Aug. 3 (UPI) -- Effective testing and contact tracing is essential for schools and day-care centers to safely reopen during COVID-19 pandemic, a study published Monday by The Lancet Child & Adolescent Health found.
Using workplace, community, demographic and epidemiological data, researchers in Britain modeled six scenarios for school reopening.
These included a full-time scenario, as well as a hybrid system in which half the students would attend school each week on a rotating basis, with online learning supplementing in-person classes.
If schools test between 59% and 87% of students that have symptoms of COVID-19, they could help Britain avoid a second wave of COVID-19 infections, the researchers said.
This, however, requires effective contact tracing -- identifying others who might have been exposed to an infected person -- and isolation of confirmed cases, they said.

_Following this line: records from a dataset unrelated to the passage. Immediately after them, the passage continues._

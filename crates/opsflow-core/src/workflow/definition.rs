//! Definition Store service.
//!
//! Owns every write to `WorkflowDefinition`. Each create and update runs the
//! full graph validation first, so an invalid graph never reaches storage.

use std::sync::Arc;

use chrono::Utc;
use opsflow_types::error::{ConcurrencyConflictError, RepositoryError, ValidationError};
use opsflow_types::workflow::{WorkflowDefinition, WorkflowDraft, WorkflowStats, WorkflowSummary};
use uuid::Uuid;

use super::graph::validate_draft;
use crate::repository::execution::ExecutionRepository;
use crate::repository::workflow::WorkflowRepository;

/// Reason recorded on runs aborted because their workflow was deleted.
pub const WORKFLOW_DELETED: &str = "workflow deleted";

// ---------------------------------------------------------------------------
// Error type
// ---------------------------------------------------------------------------

#[derive(Debug, thiserror::Error)]
pub enum DefinitionError {
    #[error("workflow not found: {0}")]
    NotFound(Uuid),

    #[error(transparent)]
    Validation(#[from] ValidationError),

    #[error(transparent)]
    Conflict(#[from] ConcurrencyConflictError),

    #[error("storage error: {0}")]
    Repository(#[from] RepositoryError),
}

// ---------------------------------------------------------------------------
// DefinitionService
// ---------------------------------------------------------------------------

/// Service for the workflow definition lifecycle.
///
/// Generic over the repository traits so opsflow-core never depends on
/// opsflow-infra.
pub struct DefinitionService<W: WorkflowRepository, E: ExecutionRepository> {
    workflows: Arc<W>,
    executions: Arc<E>,
}

impl<W: WorkflowRepository, E: ExecutionRepository> DefinitionService<W, E> {
    pub fn new(workflows: Arc<W>, executions: Arc<E>) -> Self {
        Self {
            workflows,
            executions,
        }
    }

    /// Validate and store a new definition at version 1.
    pub async fn create(&self, draft: WorkflowDraft) -> Result<WorkflowDefinition, DefinitionError> {
        validate_draft(&draft)?;

        let now = Utc::now();
        let def = WorkflowDefinition {
            id: Uuid::now_v7(),
            name: draft.name.trim().to_string(),
            description: draft.description,
            trigger_type: draft.trigger_type,
            nodes: draft.nodes,
            edges: draft.edges,
            is_active: draft.is_active,
            version: 1,
            created_at: now,
            updated_at: now,
            deleted_at: None,
        };
        self.workflows.insert_definition(&def).await?;

        tracing::info!(
            workflow_id = %def.id,
            name = %def.name,
            trigger_type = %def.trigger_type,
            "workflow created"
        );
        Ok(def)
    }

    pub async fn get(&self, id: &Uuid) -> Result<WorkflowDefinition, DefinitionError> {
        self.workflows
            .get_definition(id)
            .await?
            .ok_or(DefinitionError::NotFound(*id))
    }

    /// All live definitions with their stats, ordered by name.
    pub async fn list(&self) -> Result<Vec<WorkflowSummary>, DefinitionError> {
        let defs = self.workflows.list_definitions().await?;
        let mut summaries = Vec::with_capacity(defs.len());
        for definition in defs {
            let stats = self.executions.stats_for(&definition.id).await?;
            summaries.push(WorkflowSummary { definition, stats });
        }
        Ok(summaries)
    }

    pub async fn stats(&self, id: &Uuid) -> Result<WorkflowStats, DefinitionError> {
        self.get(id).await?;
        Ok(self.executions.stats_for(id).await?)
    }

    /// Replace the graph and metadata, bumping the version.
    ///
    /// `is_active` is left untouched; use [`Self::toggle_active`]. When
    /// `expected_version` is given it must match the stored version. The
    /// write itself is a compare-and-swap, so a concurrent update that wins
    /// the race also surfaces as a conflict. Runs already created keep
    /// executing their pinned version.
    pub async fn update(
        &self,
        id: &Uuid,
        draft: WorkflowDraft,
        expected_version: Option<u64>,
    ) -> Result<WorkflowDefinition, DefinitionError> {
        validate_draft(&draft)?;

        let current = self.get(id).await?;
        if let Some(expected) = expected_version {
            if expected != current.version {
                return Err(ConcurrencyConflictError {
                    workflow_id: *id,
                    expected,
                    actual: current.version,
                }
                .into());
            }
        }

        let updated = WorkflowDefinition {
            name: draft.name.trim().to_string(),
            description: draft.description,
            trigger_type: draft.trigger_type,
            nodes: draft.nodes,
            edges: draft.edges,
            version: current.version + 1,
            updated_at: Utc::now(),
            ..current.clone()
        };

        let swapped = self
            .workflows
            .update_definition(&updated, current.version)
            .await
            .map_err(|e| match e {
                RepositoryError::NotFound => DefinitionError::NotFound(*id),
                other => other.into(),
            })?;
        if !swapped {
            let actual = self
                .workflows
                .get_definition(id)
                .await?
                .map(|d| d.version)
                .unwrap_or(current.version);
            return Err(ConcurrencyConflictError {
                workflow_id: *id,
                expected: expected_version.unwrap_or(current.version),
                actual,
            }
            .into());
        }

        tracing::info!(workflow_id = %id, version = updated.version, "workflow updated");
        Ok(updated)
    }

    /// Flip `is_active`; returns the new value.
    pub async fn toggle_active(&self, id: &Uuid) -> Result<bool, DefinitionError> {
        let active = self.workflows.toggle_active(id).await.map_err(|e| match e {
            RepositoryError::NotFound => DefinitionError::NotFound(*id),
            other => other.into(),
        })?;
        tracing::info!(workflow_id = %id, is_active = active, "workflow toggled");
        Ok(active)
    }

    /// Copy a definition under a new id: version 1, inactive, no history.
    pub async fn duplicate(&self, id: &Uuid) -> Result<WorkflowDefinition, DefinitionError> {
        let source = self.get(id).await?;
        let now = Utc::now();
        let copy = WorkflowDefinition {
            id: Uuid::now_v7(),
            name: format!("{} (copy)", source.name),
            is_active: false,
            version: 1,
            created_at: now,
            updated_at: now,
            deleted_at: None,
            ..source
        };
        self.workflows.insert_definition(&copy).await?;

        tracing::info!(source_id = %id, workflow_id = %copy.id, "workflow duplicated");
        Ok(copy)
    }

    /// Soft delete. Non-terminal runs of the workflow are aborted; history
    /// and version snapshots are kept.
    pub async fn delete(&self, id: &Uuid) -> Result<(), DefinitionError> {
        if !self.workflows.soft_delete(id, Utc::now()).await? {
            return Err(DefinitionError::NotFound(*id));
        }
        let aborted = self.executions.abort_active(id, WORKFLOW_DELETED).await?;
        tracing::info!(workflow_id = %id, aborted_runs = aborted, "workflow deleted");
        Ok(())
    }
}

// ---------------------------------------------------------------------------
// Tests
// ---------------------------------------------------------------------------

#[cfg(test)]
mod tests {
    use super::*;
    use crate::repository::memory::{InMemoryExecutionRepository, InMemoryWorkflowRepository};
    use crate::workflow::fixtures::{branching_draft, draft, linear_draft};
    use opsflow_types::error::ValidationIssue;
    use opsflow_types::execution::{ExecutionRun, RunStatus};
    use opsflow_types::workflow::{Edge, Node, TriggerType};
    use serde_json::json;

    type Service = DefinitionService<InMemoryWorkflowRepository, InMemoryExecutionRepository>;

    fn service() -> (Service, Arc<InMemoryExecutionRepository>) {
        let executions = Arc::new(InMemoryExecutionRepository::new());
        let svc = DefinitionService::new(
            Arc::new(InMemoryWorkflowRepository::new()),
            executions.clone(),
        );
        (svc, executions)
    }

    #[tokio::test]
    async fn create_assigns_version_one() {
        let (svc, _) = service();
        let def = svc.create(branching_draft()).await.unwrap();
        assert_eq!(def.version, 1);
        assert!(!def.is_active);
        assert_eq!(svc.get(&def.id).await.unwrap().nodes.len(), 4);
    }

    #[tokio::test]
    async fn invalid_graph_is_never_written() {
        let (svc, _) = service();
        let bad = draft(
            "Loop",
            TriggerType::Manual,
            vec![Node::new("a", "trigger"), Node::new("b", "action")],
            vec![Edge::new("a", "b"), Edge::new("b", "b"), Edge::new("b", "zzz")],
        );
        let err = svc.create(bad).await.unwrap_err();
        let DefinitionError::Validation(v) = err else {
            panic!("expected validation error");
        };
        assert!(v.issues.iter().any(|i| matches!(i, ValidationIssue::Cycle { .. })));
        assert!(
            v.issues
                .iter()
                .any(|i| matches!(i, ValidationIssue::DanglingEdge { .. }))
        );
        assert!(svc.list().await.unwrap().is_empty());
    }

    #[tokio::test]
    async fn update_bumps_version_and_rejects_invalid() {
        let (svc, _) = service();
        let def = svc.create(linear_draft("Orders", TriggerType::OrderPlaced)).await.unwrap();

        let mut next = linear_draft("Orders v2", TriggerType::OrderPlaced);
        next.nodes.push(Node::new("audit", "action"));
        next.edges.push(Edge::new("notify", "audit"));
        let updated = svc.update(&def.id, next, None).await.unwrap();
        assert_eq!(updated.version, 2);
        assert_eq!(updated.name, "Orders v2");
        assert_eq!(updated.created_at, def.created_at);

        let mut cyclic = linear_draft("Orders", TriggerType::OrderPlaced);
        cyclic.edges.push(Edge::new("notify", "start"));
        cyclic.nodes.push(Node::new("orphan", "action"));
        cyclic.edges.push(Edge::new("orphan", "orphan"));
        assert!(matches!(
            svc.update(&def.id, cyclic, None).await,
            Err(DefinitionError::Validation(_))
        ));
        assert_eq!(svc.get(&def.id).await.unwrap().version, 2);
    }

    #[tokio::test]
    async fn stale_expected_version_conflicts() {
        let (svc, _) = service();
        let def = svc.create(linear_draft("Orders", TriggerType::OrderPlaced)).await.unwrap();
        svc.update(&def.id, linear_draft("A", TriggerType::OrderPlaced), Some(1))
            .await
            .unwrap();

        let err = svc
            .update(&def.id, linear_draft("B", TriggerType::OrderPlaced), Some(1))
            .await
            .unwrap_err();
        match err {
            DefinitionError::Conflict(c) => {
                assert_eq!(c.expected, 1);
                assert_eq!(c.actual, 2);
            }
            other => panic!("expected conflict, got {other:?}"),
        }
    }

    #[tokio::test]
    async fn update_keeps_activation_state() {
        let (svc, _) = service();
        let def = svc.create(linear_draft("Orders", TriggerType::OrderPlaced)).await.unwrap();
        assert!(svc.toggle_active(&def.id).await.unwrap());

        let mut next = linear_draft("Orders", TriggerType::OrderPlaced);
        next.is_active = false;
        let updated = svc.update(&def.id, next, None).await.unwrap();
        assert!(updated.is_active);
    }

    #[tokio::test]
    async fn toggle_flips_and_reports() {
        let (svc, _) = service();
        let def = svc.create(linear_draft("Orders", TriggerType::OrderPlaced)).await.unwrap();
        assert!(svc.toggle_active(&def.id).await.unwrap());
        assert!(!svc.toggle_active(&def.id).await.unwrap());
        assert!(matches!(
            svc.toggle_active(&Uuid::now_v7()).await,
            Err(DefinitionError::NotFound(_))
        ));
    }

    #[tokio::test]
    async fn duplicate_copies_graph_only() {
        let (svc, executions) = service();
        let mut d = branching_draft();
        d.is_active = true;
        let source = svc.create(d).await.unwrap();
        svc.update(&source.id, branching_draft(), None).await.unwrap();

        let mut run = ExecutionRun::pending(&source, TriggerType::OrderPlaced, json!({}));
        run.status = RunStatus::Completed;
        executions.create_run_if_absent(&run).await.unwrap();

        let copy = svc.duplicate(&source.id).await.unwrap();
        assert_ne!(copy.id, source.id);
        assert_eq!(copy.version, 1);
        assert!(!copy.is_active);
        assert_eq!(copy.nodes, source.nodes);
        assert_eq!(copy.edges, source.edges);
        assert_eq!(copy.trigger_type, source.trigger_type);
        assert_eq!(svc.stats(&copy.id).await.unwrap(), WorkflowStats::default());
    }

    #[tokio::test]
    async fn delete_hides_definition_and_aborts_runs() {
        let (svc, executions) = service();
        let def = svc.create(linear_draft("Orders", TriggerType::OrderPlaced)).await.unwrap();
        let run = ExecutionRun::pending(&def, TriggerType::OrderPlaced, json!({}));
        executions.create_run_if_absent(&run).await.unwrap();

        svc.delete(&def.id).await.unwrap();

        assert!(matches!(svc.get(&def.id).await, Err(DefinitionError::NotFound(_))));
        let stored = executions.get_run(&run.id).await.unwrap().unwrap();
        assert_eq!(stored.status, RunStatus::Aborted);
        assert_eq!(stored.error.as_deref(), Some(WORKFLOW_DELETED));
        assert!(matches!(svc.delete(&def.id).await, Err(DefinitionError::NotFound(_))));
    }

    #[tokio::test]
    async fn list_is_ordered_by_name_with_stats() {
        let (svc, _) = service();
        svc.create(linear_draft("Zeta", TriggerType::OrderPlaced)).await.unwrap();
        svc.create(linear_draft("Alpha", TriggerType::LeadCreated)).await.unwrap();
        let names: Vec<String> = svc
            .list()
            .await
            .unwrap()
            .into_iter()
            .map(|s| s.definition.name)
            .collect();
        assert_eq!(names, vec!["Alpha", "Zeta"]);
    }
}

In one model, if school officials traced 68% of contacts for confirmed COVID-19 cases, 75% of students with symptoms of the virus would need to be diagnosed and isolated for youngsters to return to classes full-time in September.
If the hybrid approach were used, where half of the students attend on alternate weeks, 65% would need to be diagnosed and isolated, researchers said.
But if only 40% of contacts could be traced, 87% would need to be diagnosed and isolated under the full-time approach and 75% would need to be diagnosed and isolated under the hybrid approach, they said.
In addition, if testing and contact tracing falls below these levels across the national population, reopening schools together with a gradual relaxing of the lockdown measures -- including parents returning to work -- would likely result in a secondary wave of infections that would peak in December, they said.
The modeling study should be "a loud call to action to improve the infection control measures -- and test and trace system -- so we can get children back to school without interrupting their learning again for extended periods of time," researcher Chris Bonell said in a press release.
"This is even more important in the context of opening up other areas of society," said Bonell, who is head of the department of public health at the London School of Hygiene and Tropical Medicine.